** Opening DATASET RECORDS block **
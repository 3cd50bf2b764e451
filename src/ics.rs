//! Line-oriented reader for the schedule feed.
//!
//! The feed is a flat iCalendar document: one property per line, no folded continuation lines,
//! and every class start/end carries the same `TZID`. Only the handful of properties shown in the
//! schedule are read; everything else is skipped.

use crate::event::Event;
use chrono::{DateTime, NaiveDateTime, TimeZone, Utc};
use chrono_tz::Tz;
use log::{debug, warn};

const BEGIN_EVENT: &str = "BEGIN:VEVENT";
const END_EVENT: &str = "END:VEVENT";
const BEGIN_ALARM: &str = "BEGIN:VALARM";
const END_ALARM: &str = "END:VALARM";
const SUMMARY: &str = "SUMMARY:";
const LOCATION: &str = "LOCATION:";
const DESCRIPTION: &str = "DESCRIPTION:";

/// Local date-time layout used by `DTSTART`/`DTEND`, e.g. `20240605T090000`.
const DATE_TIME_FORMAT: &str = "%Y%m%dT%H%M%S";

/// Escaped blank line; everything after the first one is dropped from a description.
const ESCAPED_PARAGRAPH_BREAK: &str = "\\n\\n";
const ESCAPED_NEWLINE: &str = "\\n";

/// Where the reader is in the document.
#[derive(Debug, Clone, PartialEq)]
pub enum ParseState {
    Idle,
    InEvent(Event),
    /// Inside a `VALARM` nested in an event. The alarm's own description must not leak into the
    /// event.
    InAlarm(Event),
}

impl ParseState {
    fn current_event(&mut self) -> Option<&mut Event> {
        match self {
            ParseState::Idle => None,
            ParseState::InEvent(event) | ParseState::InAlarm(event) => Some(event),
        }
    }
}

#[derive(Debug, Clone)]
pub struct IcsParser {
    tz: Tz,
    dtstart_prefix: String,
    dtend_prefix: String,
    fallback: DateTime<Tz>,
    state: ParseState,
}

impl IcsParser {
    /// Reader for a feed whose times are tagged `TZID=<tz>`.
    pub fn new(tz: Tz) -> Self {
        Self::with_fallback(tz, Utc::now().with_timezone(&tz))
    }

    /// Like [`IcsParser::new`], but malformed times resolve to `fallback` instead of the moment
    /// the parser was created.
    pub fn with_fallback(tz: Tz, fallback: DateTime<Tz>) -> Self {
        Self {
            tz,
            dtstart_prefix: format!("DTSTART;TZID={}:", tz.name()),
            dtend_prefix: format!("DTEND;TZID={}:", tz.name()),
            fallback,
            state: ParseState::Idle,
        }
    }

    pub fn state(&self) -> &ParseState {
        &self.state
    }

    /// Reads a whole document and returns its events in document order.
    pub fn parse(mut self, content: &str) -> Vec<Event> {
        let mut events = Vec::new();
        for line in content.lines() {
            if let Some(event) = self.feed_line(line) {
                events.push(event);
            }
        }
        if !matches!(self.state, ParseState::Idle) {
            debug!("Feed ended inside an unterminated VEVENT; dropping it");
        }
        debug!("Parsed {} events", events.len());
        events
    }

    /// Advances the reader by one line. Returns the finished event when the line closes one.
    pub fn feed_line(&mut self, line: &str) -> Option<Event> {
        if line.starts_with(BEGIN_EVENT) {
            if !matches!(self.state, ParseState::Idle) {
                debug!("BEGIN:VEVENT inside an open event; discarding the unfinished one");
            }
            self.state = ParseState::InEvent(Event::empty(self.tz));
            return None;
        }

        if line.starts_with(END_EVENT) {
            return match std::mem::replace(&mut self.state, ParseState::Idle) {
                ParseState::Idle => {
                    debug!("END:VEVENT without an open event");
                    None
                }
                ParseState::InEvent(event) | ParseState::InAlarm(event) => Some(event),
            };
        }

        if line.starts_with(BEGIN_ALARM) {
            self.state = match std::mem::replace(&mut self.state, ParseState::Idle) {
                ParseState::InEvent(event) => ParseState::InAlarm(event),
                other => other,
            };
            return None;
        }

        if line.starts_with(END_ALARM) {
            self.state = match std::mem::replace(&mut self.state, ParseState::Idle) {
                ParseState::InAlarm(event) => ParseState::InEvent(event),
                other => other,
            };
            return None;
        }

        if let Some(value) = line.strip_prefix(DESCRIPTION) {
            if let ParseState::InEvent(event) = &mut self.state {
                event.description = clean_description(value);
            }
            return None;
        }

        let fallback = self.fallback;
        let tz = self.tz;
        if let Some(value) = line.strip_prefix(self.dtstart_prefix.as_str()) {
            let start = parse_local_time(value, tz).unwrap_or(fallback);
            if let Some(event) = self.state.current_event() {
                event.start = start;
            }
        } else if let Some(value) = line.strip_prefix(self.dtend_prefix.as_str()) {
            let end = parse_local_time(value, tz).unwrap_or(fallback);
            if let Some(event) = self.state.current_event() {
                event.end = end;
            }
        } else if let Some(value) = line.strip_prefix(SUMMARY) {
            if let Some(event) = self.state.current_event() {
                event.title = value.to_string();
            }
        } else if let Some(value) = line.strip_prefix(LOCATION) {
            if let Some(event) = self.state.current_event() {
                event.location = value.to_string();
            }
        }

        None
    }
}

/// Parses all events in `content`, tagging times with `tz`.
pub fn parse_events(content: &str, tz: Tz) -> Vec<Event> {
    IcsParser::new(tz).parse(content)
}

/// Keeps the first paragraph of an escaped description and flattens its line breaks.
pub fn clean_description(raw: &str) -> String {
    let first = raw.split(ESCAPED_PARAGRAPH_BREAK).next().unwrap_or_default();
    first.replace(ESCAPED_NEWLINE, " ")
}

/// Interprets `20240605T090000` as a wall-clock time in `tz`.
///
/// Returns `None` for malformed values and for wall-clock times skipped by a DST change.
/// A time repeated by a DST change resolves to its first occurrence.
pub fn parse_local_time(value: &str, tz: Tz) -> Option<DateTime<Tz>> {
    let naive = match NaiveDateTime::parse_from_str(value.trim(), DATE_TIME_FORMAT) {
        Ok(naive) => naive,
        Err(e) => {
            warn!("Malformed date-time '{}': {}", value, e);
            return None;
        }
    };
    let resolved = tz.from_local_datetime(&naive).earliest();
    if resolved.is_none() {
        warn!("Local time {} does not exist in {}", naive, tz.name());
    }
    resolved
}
** Closing DATASET RECORDS block **
* [REQUIRED WORK]: An exact transcription of the entries is needed, complete to the final line.

* [FINISHED TASK]:
repository 3cd50bf2b764e451
filename src/ics.rs
//! Line-oriented reader for the schedule feed.
//!
//! The feed is a flat iCalendar document: one property per line, no folded continuation lines,
//! and every class start/end carries the same `TZID`. Only the handful of properties shown in the
//! schedule are read; everything else is skipped.

use crate::event::Event;
use chrono::{DateTime, NaiveDateTime, TimeZone, Utc};
use chrono_tz::Tz;
use log::{debug, warn};

const BEGIN_EVENT: &str = "BEGIN:VEVENT";
const END_EVENT: &str = "END:VEVENT";
const BEGIN_ALARM: &str = "BEGIN:VALARM";
const END_ALARM: &str = "END:VALARM";
const SUMMARY: &str = "SUMMARY:";
const LOCATION: &str = "LOCATION:";
const DESCRIPTION: &str = "DESCRIPTION:";

/// Local date-time layout used by `DTSTART`/`DTEND`, e.g. `20240605T090000`.
const DATE_TIME_FORMAT: &str = "%Y%m%dT%H%M%S";

/// Escaped blank line; everything after the first one is dropped from a description.
const ESCAPED_PARAGRAPH_BREAK: &str = "\\n\\n";
const ESCAPED_NEWLINE: &str = "\\n";

/// Where the reader is in the document.
#[derive(Debug, Clone, PartialEq)]
pub enum ParseState {
    Idle,
    InEvent(Event),
    /// Inside a `VALARM` nested in an event. The alarm's own description must not leak into the
    /// event.
    InAlarm(Event),
}

impl ParseState {
    fn current_event(&mut self) -> Option<&mut Event> {
        match self {
            ParseState::Idle => None,
            ParseState::InEvent(event) | ParseState::InAlarm(event) => Some(event),
        }
    }
}

#[derive(Debug, Clone)]
pub struct IcsParser {
    tz: Tz,
    dtstart_prefix: String,
    dtend_prefix: String,
    fallback: DateTime<Tz>,
    state: ParseState,
}

impl IcsParser {
    /// Reader for a feed whose times are tagged `TZID=<tz>`.
    pub fn new(tz: Tz) -> Self {
        Self::with_fallback(tz, Utc::now().with_timezone(&tz))
    }

    /// Like [`IcsParser::new`], but malformed times resolve to `fallback` instead of the moment
    /// the parser was created.
    pub fn with_fallback(tz: Tz, fallback: DateTime<Tz>) -> Self {
        Self {
            tz,
            dtstart_prefix: format!("DTSTART;TZID={}:", tz.name()),
            dtend_prefix: format!("DTEND;TZID={}:", tz.name()),
            fallback,
            state: ParseState::Idle,
        }
    }

    pub fn state(&self) -> &ParseState {
        &self.state
    }

    /// Reads a whole document and returns its events in document order.
    pub fn parse(mut self, content: &str) -> Vec<Event> {
        let mut events = Vec::new();
        for line in content.lines() {
            if let Some(event) = self.feed_line(line) {
                events.push(event);
            }
        }
        if !matches!(self.state, ParseState::Idle) {
            debug!("Feed ended inside an unterminated VEVENT; dropping it");
        }
        debug!("Parsed {} events", events.len());
        events
    }

    /// Advances the reader by one line. Returns the finished event when the line closes one.
    pub fn feed_line(&mut self, line: &str) -> Option<Event> {
        if line.starts_with(BEGIN_EVENT) {
            if !matches!(self.state, ParseState::Idle) {
                debug!("BEGIN:VEVENT inside an open event; discarding the unfinished one");
            }
            self.state = ParseState::InEvent(Event::empty(self.tz));
            return None;
        }

        if line.starts_with(END_EVENT) {
            return match std::mem::replace(&mut self.state, ParseState::Idle) {
                ParseState::Idle => {
                    debug!("END:VEVENT without an open event");
                    None
                }
                ParseState::InEvent(event) | ParseState::InAlarm(event) => Some(event),
            };
        }

        if line.starts_with(BEGIN_ALARM) {
            self.state = match std::mem::replace(&mut self.state, ParseState::Idle) {
                ParseState::InEvent(event) => ParseState::InAlarm(event),
                other => other,
            };
            return None;
        }

        if line.starts_with(END_ALARM) {
            self.state = match std::mem::replace(&mut self.state, ParseState::Idle) {
                ParseState::InAlarm(event) => ParseState::InEvent(event),
                other => other,
            };
            return None;
        }

        if let Some(value) = line.strip_prefix(DESCRIPTION) {
            if let ParseState::InEvent(event) = &mut self.state {
                event.description = clean_description(value);
            }
            return None;
        }

        let fallback = self.fallback;
        let tz = self.tz;
        if let Some(value) = line.strip_prefix(self.dtstart_prefix.as_str()) {
            let start = parse_local_time(value, tz).unwrap_or(fallback);
            if let Some(event) = self.state.current_event() {
                event.start = start;
            }
        } else if let Some(value) = line.strip_prefix(self.dtend_prefix.as_str()) {
            let end = parse_local_time(value, tz).unwrap_or(fallback);
            if let Some(event) = self.state.current_event() {
                event.end = end;
            }
        } else if let Some(value) = line.strip_prefix(SUMMARY) {
            if let Some(event) = self.state.current_event() {
                event.title = value.to_string();
            }
        } else if let Some(value) = line.strip_prefix(LOCATION) {
            if let Some(event) = self.state.current_event() {
                event.location = value.to_string();
            }
        }

        None
    }
}

/// Parses all events in `content`, tagging times with `tz`.
pub fn parse_events(content: &str, tz: Tz) -> Vec<Event> {
    IcsParser::new(tz).parse(content)
}

/// Keeps the first paragraph of an escaped description and flattens its line breaks.
pub fn clean_description(raw: &str) -> String {
    let first = raw.split(ESCAPED_PARAGRAPH_BREAK).next().unwrap_or_default();
    first.replace(ESCAPED_NEWLINE, " ")
}

/// Interprets `20240605T090000` as a wall-clock time in `tz`.
///
/// Returns `None` for malformed values and for wall-clock times skipped by a DST change.
/// A time repeated by a DST change resolves to its first occurrence.
pub fn parse_local_time(value: &str, tz: Tz) -> Option<DateTime<Tz>> {
    let naive = match NaiveDateTime::parse_from_str(value.trim(), DATE_TIME_FORMAT) {
        Ok(naive) => naive,
        Err(e) => {
            warn!("Malformed date-time '{}': {}", value, e);
            return None;
        }
    };
    let resolved = tz.from_local_datetime(&naive).earliest();
    if resolved.is_none() {
        warn!("Local time {} does not exist in {}", naive, tz.name());
    }
    resolved
}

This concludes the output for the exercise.